Moderate fatty liver may develop into cirrhosis, but the probability is low. The development of fatty liver into cirrhosis usually requires long-term and sustained liver cell damage and inflammatory processes, and timely intervention can effectively prevent the progression of the disease. If patients with fatty liver have long-term metabolic abnormalities or persistent liver damage factors, they may gradually develop into fatty hepatitis and liver fibrosis. These patients often have metabolic problems such as insulin resistance and dyslipidemia, and the liver remains in an inflammatory state. After activation of hepatic stellate cells, excessive secretion of extracellular matrix occurs, leading to fibrous tissue deposition. Over time, fibrous septa form and connect into a network, ultimately disrupting the normal liver lobular structure. During this process, patients may experience non-specific symptoms such as fatigue, hidden pain in the upper right abdomen, and percussion pain in the liver area. Some patients' laboratory tests show mild elevation of transaminases. A small number of patients may experience accelerated disease progression due to genetic susceptibility, concomitant viral hepatitis, or long-term alcohol abuse. The pathological changes in the liver of this high-risk population are more significant, with histological features such as hepatocyte ballooning and Mallory body formation being more pronounced. The progression rate of fibrosis may be faster than that of ordinary patients. Especially when combined with hepatitis C virus infection, virus replication and steatosis can produce a synergistic damaging effect, significantly increasing the risk of cirrhosis. Clinical observations have found that ultrasound examination of such patients often shows that the liver capsule is not smooth and the parenchymal echo is significantly thickened and enhanced.
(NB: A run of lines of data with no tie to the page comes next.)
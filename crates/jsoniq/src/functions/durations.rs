use std::sync::Arc;

use bigdecimal::BigDecimal;
use num_bigint::BigInt;

use super::{CallCtx, FunctionRegistry, optional_argument};
use crate::item::{Item, Sequence};
use crate::item::duration::{Duration, DurationKind};
use crate::runtime::context::DynamicContext;
use crate::runtime::dispatch::delta_nanos;
use crate::runtime::error::{Error, ErrorKind};
use crate::runtime::iterator::{BoxedIterator, Metadata, Operator, OperatorIterator, Result, VariableSet};

/// `duration($s)`, `yearMonthDuration($s)`, `dayTimeDuration($s)`.
///
/// Strings are parsed with the grammar of the requested kind; durations of
/// another kind are converted by dropping the components the target lacks.
pub struct DurationConstructor {
    argument: BoxedIterator,
    kind: DurationKind,
    input: Option<Item>,
}

impl DurationConstructor {
    fn convert(&self, item: Item) -> Result<Item> {
        let target = self.kind.type_name();
        match item {
            Item::String(literal) => Duration::parse(&literal, self.kind)
                .map(|d| Item::duration_of_kind(d, self.kind))
                .map_err(|_| Error::cast(&literal, "string", target)),
            other => match other.duration_parts() {
                Some(d) => Ok(Item::duration_of_kind(d, self.kind)),
                None => Err(Error::unexpected_type(format!(
                    "{target}() expects a string or a duration, found an item of type \"{}\"",
                    other.type_name()
                ))),
            },
        }
    }
}

impl Operator for DurationConstructor {
    type Output = Item;

    fn name(&self) -> &'static str {
        self.kind.type_name()
    }

    fn start(&mut self, context: &Arc<DynamicContext>) -> Result<()> {
        self.input = self.argument.materialize_at_most_one_item(context).map_err(|e| {
            if e.kind() == ErrorKind::Cardinality {
                Error::cardinality(format!("{}() expects at most one item as its argument", self.kind.type_name()))
            } else {
                e
            }
        })?;
        Ok(())
    }

    fn produce(&mut self) -> Result<Option<Item>> {
        match self.input.take() {
            Some(item) => self.convert(item).map(Some),
            None => Ok(None),
        }
    }

    fn stop(&mut self) {
        self.input = None;
    }

    fn dependencies(&self, out: &mut VariableSet) {
        self.argument.collect_dependencies(out);
    }
}

pub fn duration_constructor(argument: BoxedIterator, kind: DurationKind, metadata: Metadata) -> BoxedIterator {
    Box::new(OperatorIterator::new(DurationConstructor { argument, kind, input: None }, metadata))
}

fn streaming(kind: DurationKind) -> impl Fn(Vec<BoxedIterator>, Metadata) -> BoxedIterator + Send + Sync {
    move |args, metadata| match args.into_iter().next() {
        Some(argument) => duration_constructor(argument, kind, metadata),
        // arity is checked by the registry
        None => crate::runtime::iterators::empty_sequence(metadata),
    }
}

#[derive(Debug, Clone, Copy)]
enum Component {
    Years,
    Months,
    Days,
    Hours,
    Minutes,
    Seconds,
}

fn component(d: Duration, which: Component) -> Item {
    let nanos = delta_nanos(d.delta);
    let int = |v: i64| i32::try_from(v).map(Item::Int).unwrap_or_else(|_| Item::integer(v));
    match which {
        Component::Years => Item::Int(d.months / 12),
        Component::Months => Item::Int(d.months % 12),
        Component::Days => int(d.delta.num_days()),
        Component::Hours => Item::Int((d.delta.num_hours() % 24) as i32),
        Component::Minutes => Item::Int((d.delta.num_minutes() % 60) as i32),
        Component::Seconds => {
            let within_minute = nanos % 60_000_000_000;
            Item::Decimal(BigDecimal::new(BigInt::from(within_minute), 9).normalized())
        }
    }
}

fn extractor(
    name: &'static str,
    which: Component,
) -> impl Fn(&CallCtx<'_>, &[Sequence]) -> Result<Sequence> + Send + Sync + 'static {
    move |_call, args| {
        let Some(item) = optional_argument(args, 0, name)? else {
            return Ok(vec![]);
        };
        let d = item.duration_parts().ok_or_else(|| {
            Error::unexpected_type(format!(
                "{name}() expects a duration, found an item of type \"{}\"",
                item.type_name()
            ))
        })?;
        Ok(vec![component(d, which)])
    }
}

pub(super) fn register(reg: &mut FunctionRegistry) {
    reg.register_streaming("duration", 1, streaming(DurationKind::Duration));
    reg.register_streaming("yearMonthDuration", 1, streaming(DurationKind::YearMonth));
    reg.register_streaming("dayTimeDuration", 1, streaming(DurationKind::DayTime));

    for (name, which) in [
        ("years-from-duration", Component::Years),
        ("months-from-duration", Component::Months),
        ("days-from-duration", Component::Days),
        ("hours-from-duration", Component::Hours),
        ("minutes-from-duration", Component::Minutes),
        ("seconds-from-duration", Component::Seconds),
    ] {
        reg.register_fn(name, 1, extractor(name, which));
    }
}
//! FLWOR evaluation as a pipeline of tuple streams.
//!
//! Every clause pulls tuples from the clause before it and pushes extended
//! (or filtered, reordered, grouped) tuples downstream. The first clause of a
//! FLWOR has no parent and starts from a single empty tuple. `return` turns
//! the final tuple stream back into an item stream.

mod clauses;
mod group;
mod order;

use std::sync::Arc;

use compact_str::CompactString;
use indexmap::IndexMap;

use crate::item::{Item, Sequence};
use crate::runtime::context::DynamicContext;
use crate::runtime::error::Error;
use crate::runtime::iterator::{BoxedIterator, Metadata, Operator, OperatorIterator, Result, VariableSet};

pub use clauses::{count_clause, for_clause, let_clause, where_clause};
pub use group::{GroupSpec, group_by_clause};
pub use order::{OrderSpec, order_by_clause};

/// Variable bindings of one FLWOR iteration, in binding order.
#[derive(Debug, Clone, Default, PartialEq)]
pub struct Tuple {
    bindings: IndexMap<CompactString, Arc<Sequence>>,
}

impl Tuple {
    pub fn bind(&mut self, name: impl Into<CompactString>, value: Sequence) {
        self.bindings.insert(name.into(), Arc::new(value));
    }

    pub fn bind_shared(&mut self, name: impl Into<CompactString>, value: Arc<Sequence>) {
        self.bindings.insert(name.into(), value);
    }

    pub fn get(&self, name: &str) -> Option<&Arc<Sequence>> {
        self.bindings.get(name)
    }

    pub fn names(&self) -> impl Iterator<Item = &str> {
        self.bindings.keys().map(CompactString::as_str)
    }

    pub fn iter(&self) -> impl Iterator<Item = (&str, &Arc<Sequence>)> {
        self.bindings.iter().map(|(k, v)| (k.as_str(), v))
    }

    pub fn len(&self) -> usize {
        self.bindings.len()
    }

    pub fn is_empty(&self) -> bool {
        self.bindings.is_empty()
    }

    /// A frame below `parent` holding every binding of this tuple.
    pub fn to_context(&self, parent: &Arc<DynamicContext>) -> Arc<DynamicContext> {
        let mut frame = DynamicContext::child(parent);
        for (name, value) in &self.bindings {
            frame.bind_shared(name.clone(), Arc::clone(value));
        }
        Arc::new(frame)
    }
}

/// Pull protocol over tuples; mirrors [`RuntimeIterator`](crate::runtime::RuntimeIterator).
pub trait TupleStream: Send {
    fn open(&mut self, context: &Arc<DynamicContext>) -> Result<()>;

    fn has_next(&self) -> bool;

    fn next(&mut self) -> Result<Tuple>;

    fn close(&mut self);

    /// Free variables read by this clause and the clauses before it.
    fn collect_dependencies(&self, out: &mut VariableSet);

    /// Variables visible in the tuples this stream produces.
    fn bound_variables(&self, out: &mut VariableSet);
}

pub type BoxedTupleStream = Box<dyn TupleStream>;

impl<O: Operator<Output = Tuple>> TupleStream for OperatorIterator<O> {
    fn open(&mut self, context: &Arc<DynamicContext>) -> Result<()> {
        self.open_scan(context)
    }

    fn has_next(&self) -> bool {
        self.has_next_value()
    }

    fn next(&mut self) -> Result<Tuple> {
        self.next_value()
    }

    fn close(&mut self) {
        self.close_scan();
    }

    fn collect_dependencies(&self, out: &mut VariableSet) {
        self.operator().dependencies(out);
    }

    fn bound_variables(&self, out: &mut VariableSet) {
        self.operator().bound_variables(out);
    }
}

/// Parent of a clause: another clause, or the single empty tuple a FLWOR
/// starts from.
pub(crate) struct Upstream {
    parent: Option<BoxedTupleStream>,
    seeded: bool,
}

impl Upstream {
    pub(crate) fn new(parent: Option<BoxedTupleStream>) -> Self {
        Self { parent, seeded: false }
    }

    pub(crate) fn open(&mut self, context: &Arc<DynamicContext>) -> Result<()> {
        self.seeded = false;
        match &mut self.parent {
            Some(parent) => parent.open(context),
            None => Ok(()),
        }
    }

    pub(crate) fn next_tuple(&mut self) -> Result<Option<Tuple>> {
        match &mut self.parent {
            Some(parent) if parent.has_next() => parent.next().map(Some),
            Some(_) => Ok(None),
            None if self.seeded => Ok(None),
            None => {
                self.seeded = true;
                Ok(Some(Tuple::default()))
            }
        }
    }

    pub(crate) fn close(&mut self) {
        if let Some(parent) = &mut self.parent {
            parent.close();
        }
    }

    pub(crate) fn bound_variables(&self, out: &mut VariableSet) {
        if let Some(parent) = &self.parent {
            parent.bound_variables(out);
        }
    }

    /// Upstream dependencies plus those of `expressions`, minus whatever the
    /// upstream clauses bind.
    pub(crate) fn dependencies<'a>(
        &self,
        expressions: impl IntoIterator<Item = &'a BoxedIterator>,
        out: &mut VariableSet,
    ) {
        if let Some(parent) = &self.parent {
            parent.collect_dependencies(out);
        }
        let mut bound = VariableSet::default();
        self.bound_variables(&mut bound);
        for expression in expressions {
            for name in expression.variable_dependencies() {
                if !bound.contains(&name) {
                    out.insert(name);
                }
            }
        }
    }
}

/// Position numbers are `int` while they fit.
pub(crate) fn position_item(position: usize) -> Item {
    i32::try_from(position).map(Item::Int).unwrap_or_else(|_| Item::integer(position))
}

/// Order and group keys are at most one atomic item.
pub(crate) fn atomic_key(mut key: Sequence, clause: &str) -> Result<Option<Item>> {
    match key.len() {
        0 => Ok(None),
        1 => {
            let item = key.swap_remove(0);
            if item.is_atomic() {
                Ok(Some(item))
            } else {
                Err(Error::unexpected_type(format!(
                    "{clause} keys must be atomic, found an item of type \"{}\"",
                    item.type_name()
                )))
            }
        }
        n => Err(Error::unexpected_type(format!("{clause} keys must hold at most one item, found {n}"))),
    }
}

/// `return expr`: evaluates `expr` once per tuple and flattens the results.
pub struct Return {
    upstream: BoxedTupleStream,
    expression: BoxedIterator,
    context: Option<Arc<DynamicContext>>,
    expression_open: bool,
}

impl Operator for Return {
    type Output = Item;

    fn name(&self) -> &'static str {
        "return-clause"
    }

    fn start(&mut self, context: &Arc<DynamicContext>) -> Result<()> {
        self.context = Some(Arc::clone(context));
        self.expression_open = false;
        self.upstream.open(context)
    }

    fn produce(&mut self) -> Result<Option<Item>> {
        let Some(context) = self.context.as_ref() else {
            return Ok(None);
        };
        loop {
            if self.expression_open {
                if self.expression.has_next() {
                    return self.expression.next().map(Some);
                }
                self.expression.close();
                self.expression_open = false;
            }
            if !self.upstream.has_next() {
                return Ok(None);
            }
            let tuple = self.upstream.next()?;
            self.expression.open(&tuple.to_context(context))?;
            self.expression_open = true;
        }
    }

    fn stop(&mut self) {
        self.expression.close();
        self.upstream.close();
        self.expression_open = false;
        self.context = None;
    }

    fn dependencies(&self, out: &mut VariableSet) {
        self.upstream.collect_dependencies(out);
        let mut bound = VariableSet::default();
        self.upstream.bound_variables(&mut bound);
        for name in self.expression.variable_dependencies() {
            if !bound.contains(&name) {
                out.insert(name);
            }
        }
    }
}

pub type FlworIterator = OperatorIterator<Return>;

/// Closes a clause pipeline into an item stream.
pub fn flwor(clauses: BoxedTupleStream, expression: BoxedIterator, metadata: Metadata) -> BoxedIterator {
    let operator = Return { upstream: clauses, expression, context: None, expression_open: false };
    Box::new(OperatorIterator::new(operator, metadata))
}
It is recommended that patients with moderate fatty liver undergo liver elasticity testing or FibroScan every 6-12 months to evaluate the degree of fibrosis, maintain a low sugar and low-fat diet daily, and engage in moderate intensity aerobic exercise for at least 150 minutes per week. If there are persistent abnormalities in transaminase levels or signs such as liver palms or spider nevi, it is necessary to seek medical attention promptly at a gastroenterology or liver disease department. If necessary, liver biopsy should be performed to clarify the pathological stage. By controlling weight and improving insulin resistance, most patients can reverse fat degeneration and avoid developing end-stage liver disease.